You can view full text of the latest Director's Report for the company.
Year End :2025-03 

We have audited the accompanying financial statements of GKW Limited (“the Company”), which comprise
the Balance Sheet as at March 31, 2025, the Statement of Profit and Loss (including Other Comprehensive
Income), the Statement of Changes in Equity and the Statement of Cash Flows for the year then ended, and
notes to the financial statements including a summary of material accounting policy information and other
explanatory information (hereinafter referred to as “financial statements”).

In our opinion and to the best of our information and according to the explanations given to us, the aforesaid
financial statements give the information required by the Companies Act, 2013 (“the Act”) in the manner so
required and give a true and fair view in conformity with the accounting principles generally accepted in India
including the Indian Accounting Standards (“Ind AS”) prescribed under section 133 of the Act, read with the
Companies (Indian Accounting Standards) Rules, 2015, as amended, of the state of affairs of the Company as
at March 31, 2025, its loss and other comprehensive income, its changes in equity and its cash flows for the
year ended on that date.

Basis for Opinion

We conducted our audit in accordance with the Standards on Auditing (SAs) specified under section 143(10) of
the Act. Our responsibilities under those Standards are further described in the Auditor's Responsibilities for the
Audit of the Financial Statements section of our report. We are independent of the Company in accordance with
the Code of Ethics issued by the Institute of Chartered Accountants of India (“ICAI”) together with the ethical
requirements that are relevant to our audit of the financial statements under the provisions of the Act and the
Rules thereunder, and we have fulfilled our other ethical responsibilities in accordance with these requirements
and the Code of Ethics. We believe that the audit evidence we have obtained is sufficient and appropriate to
provide a basis for our opinion on the financial statements.

Key Audit Matters

Key audit matters are those matters that, in our professional judgment, were of most significance in our audit
of the financial statements of the current year. These matters were addressed in the context of our audit of
the financial statements as a whole, and in forming our opinion thereon, and we do not provide a separate
opinion on these matters. We have determined the matters described below to be the key audit matters to be
communicated in our report.

Sr.

No.

Key audit matter(s)

How our audit addressed the key audit matter

1.

Joint Development Agreement entered during the year and consequent transfer of Land &
Building from Owner Occupied Property to Investment Property (Refer Note No. 4 & 50)

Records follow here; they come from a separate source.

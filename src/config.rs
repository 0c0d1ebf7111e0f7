use clap::Parser;

/// Deadline-driven auto-wagering engine for the M-Team betting board
#[derive(Parser, Debug, Clone)]
#[command(name = "autobet", version, about)]
pub struct Config {
    /// Run in dry-run mode (wagers are simulated, nothing is submitted)
    #[arg(long, env = "DRY_RUN", default_value = "false")]
    pub dry_run: bool,

    /// Simulated balance for dry-run mode (board points)
    #[arg(long, env = "INITIAL_BALANCE", default_value = "10000.0")]
    pub initial_balance: f64,

    /// M-Team API key (x-api-key header)
    #[arg(long, env = "MTEAM_API_KEY")]
    pub api_key: Option<String>,

    /// M-Team user ID, used to look up the balance
    #[arg(long, env = "MTEAM_UID")]
    pub uid: Option<String>,

    /// Primary M-Team API host
    #[arg(long, env = "MTEAM_PRIMARY_URL", default_value = "https://api.m-team.io")]
    pub primary_url: String,

    /// Backup M-Team API host
    #[arg(long, env = "MTEAM_BACKUP_URL", default_value = "https://api.m-team.cc")]
    pub backup_url: String,

    /// UTC offset (hours) of the naive timestamps published by the board
    #[arg(long, env = "FEED_UTC_OFFSET_HOURS", default_value = "8", allow_hyphen_values = true)]
    pub feed_utc_offset_hours: i32,

    /// HTTP request timeout in seconds
    #[arg(long, env = "REQUEST_TIMEOUT_SECS", default_value = "10")]
    pub request_timeout_secs: u64,

    /// Minimum offered odds for an option to be considered
    #[arg(long, env = "MIN_ODDS", default_value = "1.5")]
    pub min_odds: f64,

    /// Upper bound on a single stake (board points)
    #[arg(long, env = "BET_AMOUNT", default_value = "100.0")]
    pub bet_amount: f64,

    /// Daily stake cap as a fraction of the balance
    #[arg(long, env = "MAX_DAILY_BET", default_value = "0.2")]
    pub max_daily_bet_fraction: f64,

    /// Daily realised-loss limit as a fraction of the balance
    #[arg(long, env = "STOP_LOSS", default_value = "0.2")]
    pub stop_loss_fraction: f64,

    /// Seconds before a match closes at which its wager is submitted
    #[arg(long, env = "BET_BEFORE_SECONDS", default_value = "10")]
    pub lead_seconds: u64,

    /// Match category label (informational)
    #[arg(long, env = "MATCH_TYPE", default_value = "英雄联盟")]
    pub match_type: String,

    /// Strategy label (informational)
    #[arg(long, env = "BET_STRATEGY", default_value = "套利")]
    pub strategy: String,

    /// Match feed polling interval in seconds
    #[arg(long, env = "POLL_INTERVAL_SECS", default_value = "60")]
    pub poll_interval_secs: u64,

    /// SQLite database path
    #[arg(long, env = "DATABASE_PATH", default_value = "autobet.db")]
    pub database_path: String,

    /// JSON file holding reference odds per match
    #[arg(long, env = "ODDS_PATH", default_value = "external_odds.json")]
    pub odds_path: String,

    /// Status API listen address
    #[arg(long, env = "STATUS_ADDR", default_value = "127.0.0.1:8080")]
    pub status_addr: String,

    /// Emit notifications (new matches, wager results)
    #[arg(long, env = "NOTIFY", default_value_t = true, action = clap::ArgAction::Set)]
    pub notify: bool,

    /// Optional webhook receiving notifications as JSON
    #[arg(long, env = "NOTIFY_WEBHOOK_URL")]
    pub notify_webhook_url: Option<String>,
}

impl Config {
    pub fn validate(&self) -> anyhow::Result<()> {
        if self.api_key.as_deref().map_or(true, str::is_empty) {
            anyhow::bail!("MTEAM_API_KEY is required to read the match board.");
        }
        if !self.dry_run && self.uid.as_deref().map_or(true, str::is_empty) {
            anyhow::bail!("MTEAM_UID is required in live mode. Use --dry-run for simulation.");
        }
        if !(self.min_odds.is_finite() && self.min_odds >= 1.0) {
            anyhow::bail!("min_odds must be at least 1.0");
        }
        if !(self.bet_amount.is_finite() && self.bet_amount > 0.0) {
            anyhow::bail!("bet_amount must be positive");
        }
        if !(self.max_daily_bet_fraction > 0.0 && self.max_daily_bet_fraction <= 1.0) {
            anyhow::bail!("max_daily_bet_fraction must be in (0.0, 1.0]");
        }
        if !(self.stop_loss_fraction > 0.0 && self.stop_loss_fraction <= 1.0) {
            anyhow::bail!("stop_loss_fraction must be in (0.0, 1.0]");
        }
        if self.lead_seconds == 0 {
            anyhow::bail!("lead_seconds must be at least 1");
        }
        if self.poll_interval_secs == 0 {
            anyhow::bail!("poll_interval_secs must be at least 1");
        }
        if self.request_timeout_secs == 0 {
            anyhow::bail!("request_timeout_secs must be at least 1");
        }
        if !(-12..=14).contains(&self.feed_utc_offset_hours) {
            anyhow::bail!("feed_utc_offset_hours must be between -12 and 14");
        }
        if self.dry_run && self.initial_balance <= 0.0 {
            anyhow::bail!("initial_balance must be positive");
        }
        Ok(())
    }
}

During the financial year ended March 31, 2025,
the Company entered into a Joint Development
Agreement (“JDA”) with Anthurium Developers
Limited (“Developer”) in respect of its contiguous,
non-agricultural land situated at village Kanjur,
Bhandup West for the purpose of construction
and development of a mixed-use residential and
commercial/retail project, wherein the development
activity is to be undertaken by the Developer.

The execution of the JDA with the Developer
signifies a shift in its intended use as the land is no
longer meant for business operations but is now
being leveraged for economic benefits from the
developed property, as an Investment property.
Consequently, the Company has reclassified such
land and building from owner occupied property
(i.e. Property, Plant & Equipment) to Investment
Property at its carrying amount as on the date of
such reclassification, in accordance with Ind AS
40: “Investment Property”.

As per the JDA, the Company has granted unto
the Developer exclusive development rights and
entitlements in respect of the aforesaid land for
development, in consideration of the Developer
providing the Owners' Revenue Share to the
owners, in the manner set out in the JDA.

Further, pursuant to the JDA the Company has
received security deposits to secure the due
performance of the Developers obligations under
this JDA as stated in note no. 50 to the financial
statements.

Given the materiality of the transaction to the
financial statements, the substantial size of the
assets, and its potential impact on the Company's
performance, we have considered this as a key
audit matter. Additionally, the classification of the
land & buildings as investment property requires
significant judgment, particularly in evaluating
compliance with Ind AS 40 'Investment Property.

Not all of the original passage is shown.